## [Exercise brief]
How many lines in the entries below contain the word "return"? Answer with the number and nothing else.

Saved data entries:

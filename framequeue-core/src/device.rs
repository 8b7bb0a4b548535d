use std::fmt;
use std::io;

use crate::builder::CaptureConfig;
use crate::error::{CaptureError, Result};
use crate::pixel_format::PixelFormat;
use crate::pool::BufferPool;
use crate::session::{Session, SessionId};
use crate::traits::{AppliedFormat, Capabilities, CaptureDevice, DeviceInfo, Driver};

/// 一个打开的采集设备
///
/// 独占持有设备连接、当前唯一有效的 Session 以及该 Session 的 Buffer Pool。
/// 格式变化会先拆掉旧 Pool；`CaptureLoop` 以 `&mut` 借用本结构，
/// 因此采集进行中无法改格式。
pub struct DeviceHandle<D: CaptureDevice> {
    id: String,
    device: Option<D>,
    session: Option<ActiveSession>,
    pool: Option<BufferPool<D::Memory>>,
    next_session: u64,
}

#[derive(Debug, Clone, Copy)]
struct ActiveSession {
    id: SessionId,
    format: AppliedFormat,
}

impl<D: CaptureDevice> DeviceHandle<D> {
    /// 打开设备；不存在或不具备采集能力时返回 `DeviceUnavailable`
    pub fn open<Drv>(driver: &Drv, id: &str) -> Result<Self>
    where
        Drv: Driver<Device = D>,
    {
        let device = driver.open(id)?;
        Self::from_device(device)
    }

    /// 打开设备并按配置选择输入通道
    pub fn open_with<Drv>(driver: &Drv, id: &str, config: &CaptureConfig) -> Result<Self>
    where
        Drv: Driver<Device = D>,
    {
        let mut handle = Self::open(driver, id)?;
        if let Some(input) = config.input {
            handle
                .select_input(input)
                .map_err(|e| CaptureError::DeviceUnavailable {
                    id: id.to_string(),
                    reason: format!("cannot select input {}: {}", input, e),
                })?;
        }
        Ok(handle)
    }

    pub fn from_device(device: D) -> Result<Self> {
        let info = device.info();
        if !info.capabilities.contains(Capabilities::VIDEO_CAPTURE) {
            return Err(CaptureError::DeviceUnavailable {
                id: info.id.clone(),
                reason: "device does not support video capture".to_string(),
            });
        }

        tracing::info!(
            "Capture device opened: {} ({}, {})",
            info.id,
            info.name,
            info.driver
        );

        Ok(Self {
            id: info.id.clone(),
            device: Some(device),
            session: None,
            pool: None,
            next_session: 1,
        })
    }

    pub fn id(&self) -> &str {
        &self.id
    }

    pub fn info(&self) -> Option<&DeviceInfo> {
        self.device.as_ref().map(|d| d.info())
    }

    pub fn is_open(&self) -> bool {
        self.device.is_some()
    }

    pub fn device_mut(&mut self) -> Result<&mut D> {
        let id = &self.id;
        self.device
            .as_mut()
            .ok_or_else(|| CaptureError::DeviceUnavailable {
                id: id.clone(),
                reason: "device handle is closed".to_string(),
            })
    }

    /// VIDIOC_S_INPUT
    pub fn select_input(&mut self, index: u32) -> Result<()> {
        self.device_mut()?.select_input(index)?;
        tracing::debug!(index, "input selected");
        Ok(())
    }

    /// 协商帧格式
    ///
    /// 设备不支持时返回 `UnsupportedFormat`，且不动当前 Session 与 Pool；
    /// 成功后旧 Session 失效，其 Pool 被释放。
    pub fn set_format(&mut self, width: u32, height: u32, format: PixelFormat) -> Result<Session> {
        let unsupported = CaptureError::UnsupportedFormat {
            width,
            height,
            format,
        };

        // 1. VIDIOC_ENUM_FMT：先确认格式存在，此时尚未改动任何状态
        let supported = self.device_mut()?.supported_formats()?;
        if !supported.contains(&format) {
            tracing::error!("unsupported pixel format {} (device offers {:?})", format, supported);
            return Err(unsupported);
        }

        // 2. VIDIOC_TRY_FMT：驱动会替换格式时在这里拒绝，旧 Pool 仍然完好
        let tried = match self.device_mut()?.try_format(width, height, format) {
            Ok(tried) => tried,
            Err(e) if e.kind() == io::ErrorKind::InvalidInput => return Err(unsupported),
            Err(e) => return Err(CaptureError::DeviceError(e)),
        };
        if tried.format != format {
            tracing::error!(
                "driver would substitute {} for requested {}",
                tried.format,
                format
            );
            return Err(unsupported);
        }

        // 3. 驱动在缓冲已分配时拒绝 S_FMT，先拆掉旧 Pool
        self.release_pool();

        // 4. VIDIOC_S_FMT
        let applied = match self.device_mut()?.apply_format(width, height, format) {
            Ok(applied) => applied,
            Err(e) => {
                // TRY_FMT 已通过却仍失败，旧 Pool 已释放，旧 Session 随之失效
                tracing::error!("VIDIOC_S_FMT failed after TRY_FMT accepted it: {}", e);
                self.session = None;
                return Err(if e.kind() == io::ErrorKind::InvalidInput {
                    unsupported
                } else {
                    CaptureError::DeviceError(e)
                });
            }
        };

        if applied.format != format {
            tracing::error!(
                "driver substituted {} for requested {}",
                applied.format,
                format
            );
            self.session = None;
            return Err(unsupported);
        }

        if applied.width != width || applied.height != height {
            tracing::warn!(
                "driver adjusted resolution {}x{} -> {}x{}",
                width,
                height,
                applied.width,
                applied.height
            );
        }

        let id = SessionId(self.next_session);
        self.next_session += 1;
        self.session = Some(ActiveSession {
            id,
            format: applied,
        });

        tracing::info!(
            "Format applied: {}x{} @ {} (session {})",
            applied.width,
            applied.height,
            applied.format,
            id.0
        );

        Ok(Session {
            id,
            format: applied,
        })
    }

    pub fn active_session(&self) -> Option<SessionId> {
        self.session.map(|s| s.id)
    }

    pub fn current_format(&self) -> Option<&AppliedFormat> {
        self.session.as_ref().map(|s| &s.format)
    }

    /// 为当前 Session 分配 Buffer Pool，已有的 Pool 先被释放
    pub fn allocate(&mut self, session: &Session, count: u32) -> Result<&BufferPool<D::Memory>> {
        if self.active_session() != Some(session.id) {
            return Err(CaptureError::InvalidState(
                "session was superseded by a later set_format",
            ));
        }

        self.release_pool();
        let device = self.device_mut()?;
        let pool = BufferPool::allocate(device, session, count)?;
        Ok(self.pool.insert(pool))
    }

    pub fn pool(&self) -> Option<&BufferPool<D::Memory>> {
        self.pool.as_ref()
    }

    /// 释放当前 Pool (若有)
    pub fn release_pool(&mut self) {
        if let (Some(pool), Some(device)) = (self.pool.take(), self.device.as_mut()) {
            pool.release(device);
        }
    }

    pub(crate) fn parts_mut(&mut self) -> Option<(&mut D, &mut BufferPool<D::Memory>)> {
        match (self.device.as_mut(), self.pool.as_mut()) {
            (Some(device), Some(pool)) => Some((device, pool)),
            _ => None,
        }
    }

    /// 关闭设备，可重复调用
    pub fn close(&mut self) {
        if self.device.is_none() {
            return;
        }

        self.release_pool();
        self.session = None;
        self.device = None;
        tracing::info!("Capture device closed: {}", self.id);
    }
}

impl<D: CaptureDevice> fmt::Debug for DeviceHandle<D> {
    fn fmt(&self, f: &mut fmt::Formatter<'_>) -> fmt::Result {
        f.debug_struct("DeviceHandle")
            .field("id", &self.id)
            .field("open", &self.device.is_some())
            .field("session", &self.session)
            .field("pool", &self.pool.as_ref().map(|p| (p.id(), p.len())))
            .finish()
    }
}

impl<D: CaptureDevice> Drop for DeviceHandle<D> {
    fn drop(&mut self) {
        self.close();
    }
}

#[cfg(test)]
mod tests {
    use super::*;
    use crate::pixel_format::FourCC;
    use crate::simulation::{SimulatedDriver, SIM_CAPTURE_ID, SIM_OUTPUT_ID};

    #[test]
    fn open_rejects_missing_and_non_capture_nodes() {
        let driver = SimulatedDriver::new();
        let missing = DeviceHandle::open(&driver, "/dev/video42").unwrap_err();
        assert!(matches!(missing, CaptureError::DeviceUnavailable { .. }));

        let output = DeviceHandle::open(&driver, SIM_OUTPUT_ID).unwrap_err();
        assert!(matches!(output, CaptureError::DeviceUnavailable { .. }));
    }

    #[test]
    fn open_with_selects_configured_input() {
        let driver = SimulatedDriver::new();
        let cfg = CaptureConfig::new().input(1);
        let handle = DeviceHandle::open_with(&driver, SIM_CAPTURE_ID, &cfg).unwrap();
        assert!(handle.is_open());
        assert_eq!(driver.snapshot().inputs, vec![1]);
    }

    #[test]
    fn unsupported_format_leaves_session_and_pool_untouched() {
        let driver = SimulatedDriver::new();
        let mut handle = DeviceHandle::open(&driver, SIM_CAPTURE_ID).unwrap();
        let session = handle.set_format(640, 480, FourCC::NV21.into()).unwrap();
        handle.allocate(&session, 4).unwrap();

        for _ in 0..3 {
            let err = handle
                .set_format(640, 480, FourCC::RGB565.into())
                .unwrap_err();
            assert!(matches!(err, CaptureError::UnsupportedFormat { .. }));
        }

        assert_eq!(handle.active_session(), Some(session.id()));
        assert_eq!(handle.pool().map(|p| p.len()), Some(4));
        assert_eq!(driver.snapshot().live_mappings, 4);
        assert_eq!(
            handle.current_format().map(|f| f.format),
            Some(FourCC::NV21.into())
        );
    }

    #[test]
    fn substituted_format_is_rejected_before_pool_teardown() {
        // 枚举里有 RGB565，S_FMT/TRY_FMT 却会换成 NV21
        let driver = SimulatedDriver::new().with_substitution(FourCC::RGB565, FourCC::NV21);
        let mut handle = DeviceHandle::open(&driver, SIM_CAPTURE_ID).unwrap();
        let session = handle.set_format(640, 480, FourCC::YUYV.into()).unwrap();
        handle.allocate(&session, 4).unwrap();

        let err = handle
            .set_format(640, 480, FourCC::RGB565.into())
            .unwrap_err();
        assert!(matches!(err, CaptureError::UnsupportedFormat { .. }));

        assert_eq!(handle.active_session(), Some(session.id()));
        assert_eq!(handle.pool().map(|p| p.len()), Some(4));
        assert_eq!(driver.snapshot().live_mappings, 4);
        assert_eq!(driver.snapshot().reqbufs_log, vec![4]);
        assert_eq!(
            handle.current_format().map(|f| f.format),
            Some(FourCC::YUYV.into())
        );
    }

    #[test]
    fn new_format_invalidates_previous_session_and_pool() {
        let driver = SimulatedDriver::new();
        let mut handle = DeviceHandle::open(&driver, SIM_CAPTURE_ID).unwrap();
        let first = handle.set_format(640, 480, FourCC::NV21.into()).unwrap();
        handle.allocate(&first, 4).unwrap();

        let second = handle.set_format(1280, 720, FourCC::YUYV.into()).unwrap();
        assert_ne!(first.id(), second.id());
        assert!(handle.pool().is_none());
        assert_eq!(driver.snapshot().live_mappings, 0);

        let err = handle.allocate(&first, 4).unwrap_err();
        assert!(matches!(err, CaptureError::InvalidState(_)));

        let pool = handle.allocate(&second, 3).unwrap();
        assert_eq!(pool.len(), 3);
        assert_eq!(pool.session(), second.id());
    }

    #[test]
    fn session_reports_frame_size() {
        let driver = SimulatedDriver::new();
        let mut handle = DeviceHandle::open(&driver, SIM_CAPTURE_ID).unwrap();
        let session = handle.set_format(800, 480, FourCC::YUYV.into()).unwrap();
        assert_eq!(session.width(), 800);
        assert_eq!(session.height(), 480);
        assert_eq!(session.frame_size(), Some(800 * 480 * 2));
    }

    #[test]
    fn close_is_idempotent_and_unmaps() {
        let driver = SimulatedDriver::new();
        let mut handle = DeviceHandle::open(&driver, SIM_CAPTURE_ID).unwrap();
        let session = handle.set_format(640, 480, FourCC::NV21.into()).unwrap();
        handle.allocate(&session, 4).unwrap();

        handle.close();
        handle.close();

        assert!(!handle.is_open());
        assert!(handle.active_session().is_none());
        assert_eq!(driver.snapshot().live_mappings, 0);

        let err = handle
            .set_format(640, 480, FourCC::NV21.into())
            .unwrap_err();
        assert!(matches!(err, CaptureError::DeviceUnavailable { .. }));
    }
}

## [Response area]
9